## Assignment
In the listing below, find the line containing "type Writer = LogSink;" and the line containing "pub fn log_path()". Repeat exactly those two lines and every line between them.

--*--

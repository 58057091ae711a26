//! Errors surfaced to callers of the engine (CLI, API layer).

use crate::model::ItemKey;

#[derive(Debug, thiserror::Error)]
pub enum EngineError {
    #[error("unknown item {0}")]
    UnknownItem(ItemKey),
    #[error("no queue issue for {0}")]
    UnknownIssue(String),
    #[error("cannot resolve {key}: {reason}")]
    IssueNotResolvable { key: String, reason: &'static str },
    #[error("unknown intervention {0}")]
    UnknownIntervention(String),
    #[error("no upstream registered for instance {0:?}")]
    UnknownInstance(String),
    #[error("cannot {decision} a {category} intervention")]
    InvalidDecision {
        category: &'static str,
        decision: &'static str,
    },
    #[error("intervention {0} has already been decided")]
    AlreadyDecided(String),
    #[error(transparent)]
    Store(#[from] anyhow::Error),
}
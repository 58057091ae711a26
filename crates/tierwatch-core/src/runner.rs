//! Periodic driver: the search cycle and the queue cycle on independent tokio intervals.

use std::sync::Arc;
use std::time::Duration as StdDuration;

use anyhow::Result;
use chrono::{Duration, Utc};
use tokio::sync::watch;
use tokio::time::{interval, MissedTickBehavior};

use crate::engine::{Engine, QueueCycleReport, SearchCycleReport};

/// Which cycle a loop drives.
#[derive(Debug, Clone, Copy, PartialEq, Eq)]
enum Cycle {
    Search,
    Queue,
}

impl Cycle {
    fn as_str(self) -> &'static str {
        match self {
            Cycle::Search => "search",
            Cycle::Queue => "queue",
        }
    }
}

fn to_std(d: Duration) -> StdDuration {
    d.to_std()
        .unwrap_or(StdDuration::from_secs(60))
        .max(StdDuration::from_secs(1))
}

/// Run one search cycle and one queue cycle, in that order.
pub async fn run_once(engine: &Engine) -> Result<(SearchCycleReport, QueueCycleReport)> {
    let search = engine.run_search_cycle(Utc::now()).await?;
    let queue = engine.run_queue_cycle(Utc::now()).await?;
    Ok((search, queue))
}

/// Drive both cycles until `shutdown` turns true or its sender is dropped.
/// A cycle that fails is logged and retried at the next tick. A cycle already
/// running when shutdown arrives finishes first.
pub async fn run_cycles(engine: Arc<Engine>, shutdown: watch::Receiver<bool>) {
    let search_every = to_std(engine.settings().search_interval);
    let queue_every = to_std(engine.settings().queue_interval);
    tracing::info!(
        "cycle runner started: search every {:?}, queue every {:?}",
        search_every,
        queue_every
    );

    tokio::join!(
        cycle_loop(engine.clone(), Cycle::Search, search_every, shutdown.clone()),
        cycle_loop(engine, Cycle::Queue, queue_every, shutdown),
    );

    tracing::info!("cycle runner stopped");
}

async fn cycle_loop(
    engine: Arc<Engine>,
    cycle: Cycle,
    every: StdDuration,
    mut shutdown: watch::Receiver<bool>,
) {
    let mut timer = interval(every);
    timer.set_missed_tick_behavior(MissedTickBehavior::Skip);

    loop {
        if *shutdown.borrow() {
            break;
        }
        tokio::select! {
            changed = shutdown.changed() => {
                if changed.is_err() || *shutdown.borrow() {
                    break;
                }
            }
            _ = timer.tick() => {
                let now = Utc::now();
                let result = match cycle {
                    Cycle::Search => engine.run_search_cycle(now).await.map(|_| ()),
                    Cycle::Queue => engine.run_queue_cycle(now).await.map(|_| ()),
                };
                if let Err(e) = result {
                    tracing::error!("{} cycle failed: {:#}", cycle.as_str(), e);
                }
            }
        }
    }
}
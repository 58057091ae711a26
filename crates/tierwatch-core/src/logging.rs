//! Tracing setup for the scheduler and the one-shot commands.
//!
//! `tierwatch run` is usually started by a service manager with no terminal,
//! so events go to `tierwatch.log` in the XDG state dir next to `state.db`.
//! `RUST_LOG` replaces the default filter.

use anyhow::{anyhow, Result};
use std::fs::{self, File, OpenOptions};
use std::io::{self, Write};
use std::path::PathBuf;
use tracing_subscriber::fmt::writer::BoxMakeWriter;
use tracing_subscriber::fmt::MakeWriter;
use tracing_subscriber::EnvFilter;

/// Engine decisions (selection, escalations, removals) log at debug.
const DEFAULT_FILTER: &str = "info,tierwatch_core=debug,tierwatch=debug";

/// Destination for one formatted event.
enum LogSink {
    File(File),
    /// The log file handle could not be duplicated for this event.
    Stderr,
}

impl Write for LogSink {
    fn write(&mut self, buf: &[u8]) -> io::Result<usize> {
        match self {
            LogSink::File(f) => f.write(buf),
            LogSink::Stderr => io::stderr().lock().write(buf),
        }
    }

    fn flush(&mut self) -> io::Result<()> {
        match self {
            LogSink::File(f) => f.flush(),
            LogSink::Stderr => io::stderr().lock().flush(),
        }
    }
}

/// Hands every event a duplicate of the append-mode log file.
struct AppendLog(File);

impl<'a> MakeWriter<'a> for AppendLog {
    type Writer = LogSink;

    fn make_writer(&'a self) -> Self::Writer {
        match self.0.try_clone() {
            Ok(f) => LogSink::File(f),
            Err(_) => LogSink::Stderr,
        }
    }
}

/// `$XDG_STATE_HOME/tierwatch/tierwatch.log`.
pub fn log_path() -> Result<PathBuf> {
    let state = xdg::BaseDirectories::with_prefix("tierwatch")?.get_state_home();
    Ok(state.join("tierwatch.log"))
}

fn filter() -> EnvFilter {
    EnvFilter::try_from_default_env().unwrap_or_else(|_| EnvFilter::new(DEFAULT_FILTER))
}

/// Log to `log_path()`. An Err leaves no subscriber installed; the caller
/// then switches to `init_logging_stderr`.
pub fn init_logging() -> Result<()> {
    let path = log_path()?;
    if let Some(dir) = path.parent() {
        fs::create_dir_all(dir)?;
    }
    let file = OpenOptions::new().create(true).append(true).open(&path)?;

    tracing_subscriber::fmt()
        .with_env_filter(filter())
        .with_writer(BoxMakeWriter::new(AppendLog(file)))
        .with_ansi(false)
        .try_init()
        .map_err(|e| anyhow!("tracing subscriber already set: {}", e))?;

    tracing::info!(path = %path.display(), "tierwatch log opened");
    Ok(())
}

/// Log to stderr. A second call is a no-op.
pub fn init_logging_stderr() {
    let _ = tracing_subscriber::fmt()
        .with_env_filter(filter())
        .with_writer(io::stderr)
        .with_ansi(false)
        .try_init();
}
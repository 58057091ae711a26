//! `tierwatch history` – recent searches or finds.

use anyhow::Result;
use tierwatch_core::engine::Engine;
use tierwatch_core::escalation::humanize;
use tierwatch_core::history::OutcomeCounts;

pub async fn run_history(engine: &Engine, limit: usize, finds: bool) -> Result<()> {
    if finds {
        let finds = engine.recent_finds(limit).await?;
        if finds.is_empty() {
            println!("No finds yet.");
            return Ok(());
        }
        println!("{:<20} {:<6} {:>8} {:<10} {}", "FOUND", "TIER", "ATTEMPTS", "AFTER", "ITEM");
        for f in finds {
            println!(
                "{:<20} {:<6} {:>8} {:<10} {} ({})",
                f.found_at.format("%Y-%m-%d %H:%M"),
                f.tier.as_str(),
                f.attempts,
                humanize(f.found_at - f.searched_at),
                f.title,
                f.item
            );
        }
        return Ok(());
    }

    let searches = engine.recent_searches(limit).await?;
    if searches.is_empty() {
        println!("No searches yet.");
        return Ok(());
    }
    let counts = OutcomeCounts::tally(&searches);
    println!("{:<20} {:<6} {:<8} {:<18} {}", "AT", "TIER", "KIND", "OUTCOME", "ITEM");
    for s in &searches {
        println!(
            "{:<20} {:<6} {:<8} {:<18} {} ({}){}",
            s.at.format("%Y-%m-%d %H:%M"),
            s.tier.as_str(),
            s.kind.as_str(),
            s.outcome.as_str(),
            s.title,
            s.item,
            s.error
                .as_deref()
                .map(|e| format!(": {e}"))
                .unwrap_or_default()
        );
    }
    println!();
    println!(
        "{} triggered, {} provider errors, {} duplicates ({} calls)",
        counts.triggered,
        counts.provider_error,
        counts.skipped_duplicate,
        counts.calls()
    );
    Ok(())
}
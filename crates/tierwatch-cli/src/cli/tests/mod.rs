//! CLI parse tests and fixture-upstream tests.

use super::Cli;
use clap::Parser;

pub(super) fn parse(args: &[&str]) -> Cli {
    Cli::try_parse_from(args).unwrap()
}

mod args;
mod control;
mod fixtures;
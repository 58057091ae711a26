//! Persistent scheduler state (SQLite via sqlx).
//!
//! Stores items, escalation state, interventions, queue issues, search history,
//! finds, and today's rate-budget usage. Each write touches the rows of a
//! single entity, so a crash never leaves a half-applied multi-item change.

pub mod db;
mod history;
mod interventions;
mod items;
mod queue;

pub use db::StateStore;
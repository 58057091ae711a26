//! Search and find records. Both are append-only; the store prunes them to
//! their configured caps.

use chrono::{DateTime, Utc};
use serde::{Deserialize, Serialize};

use crate::model::{ItemKey, SearchKind};
use crate::tier::Tier;

#[derive(Debug, Clone, Copy, PartialEq, Eq, Hash, Serialize, Deserialize)]
#[serde(rename_all = "kebab-case")]
pub enum SearchOutcome {
    Triggered,
    ProviderError,
    SkippedDuplicate,
}

impl SearchOutcome {
    pub fn as_str(self) -> &'static str {
        match self {
            SearchOutcome::Triggered => "triggered",
            SearchOutcome::ProviderError => "provider-error",
            SearchOutcome::SkippedDuplicate => "skipped-duplicate",
        }
    }

    pub fn from_str(s: &str) -> Self {
        match s {
            "provider-error" => SearchOutcome::ProviderError,
            "skipped-duplicate" => SearchOutcome::SkippedDuplicate,
            _ => SearchOutcome::Triggered,
        }
    }

    /// Whether an upstream call was made (and budget spent).
    pub fn consumed_call(self) -> bool {
        !matches!(self, SearchOutcome::SkippedDuplicate)
    }
}

#[derive(Debug, Clone, PartialEq, Serialize, Deserialize)]
pub struct SearchRecord {
    pub at: DateTime<Utc>,
    pub item: ItemKey,
    pub title: String,
    /// Group the search covered, when the upstream searched a whole group.
    #[serde(default)]
    pub group_id: Option<i64>,
    pub kind: SearchKind,
    pub tier: Tier,
    pub outcome: SearchOutcome,
    /// Provider error text, if any.
    #[serde(default)]
    pub error: Option<String>,
}

impl SearchRecord {
    pub fn instance(&self) -> &str {
        &self.item.instance
    }
}

#[derive(Debug, Clone, PartialEq, Serialize, Deserialize)]
pub struct FindRecord {
    pub item: ItemKey,
    pub title: String,
    pub kind: SearchKind,
    pub tier: Tier,
    pub searched_at: DateTime<Utc>,
    pub found_at: DateTime<Utc>,
    pub attempts: u32,
}

/// Outcome counts over a slice of records.
#[derive(Debug, Clone, Copy, Default, PartialEq, Eq, Serialize)]
pub struct OutcomeCounts {
    pub triggered: usize,
    pub provider_error: usize,
    pub skipped_duplicate: usize,
}

impl OutcomeCounts {
    pub fn tally<'a>(records: impl IntoIterator<Item = &'a SearchRecord>) -> Self {
        let mut c = Self::default();
        for r in records {
            match r.outcome {
                SearchOutcome::Triggered => c.triggered += 1,
                SearchOutcome::ProviderError => c.provider_error += 1,
                SearchOutcome::SkippedDuplicate => c.skipped_duplicate += 1,
            }
        }
        c
    }

    pub fn calls(&self) -> usize {
        self.triggered + self.provider_error
    }
}

#[cfg(test)]
mod tests {
    use super::*;
    use crate::model::MediaType;
    use chrono::TimeZone;

    #[test]
    fn tally_counts_calls() {
        let at = Utc.with_ymd_and_hms(2026, 1, 2, 3, 4, 5).unwrap();
        let rec = |outcome| SearchRecord {
            at,
            item: ItemKey::new("movies", MediaType::Movie, 1),
            title: "Film".into(),
            group_id: None,
            kind: SearchKind::Missing,
            tier: Tier::Cold,
            outcome,
            error: None,
        };
        let records = vec![
            rec(SearchOutcome::Triggered),
            rec(SearchOutcome::ProviderError),
            rec(SearchOutcome::SkippedDuplicate),
            rec(SearchOutcome::Triggered),
        ];
        let c = OutcomeCounts::tally(&records);
        assert_eq!(c.triggered, 2);
        assert_eq!(c.calls(), 3);
        assert!(!SearchOutcome::SkippedDuplicate.consumed_call());
        assert_eq!(
            SearchOutcome::from_str(SearchOutcome::ProviderError.as_str()),
            SearchOutcome::ProviderError
        );
    }
}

--*--

## Finished task
    type Writer = LogSink;

    fn make_writer(&'a self) -> Self::Writer {
        match self.0.try_clone() {
            Ok(f) => LogSink::File(f),
            Err(_) => LogSink::Stderr,
        }
    }
}

/// `$XDG_STATE_HOME/tierwatch/tierwatch.log`.
pub fn log_path() -> Result<PathBuf> {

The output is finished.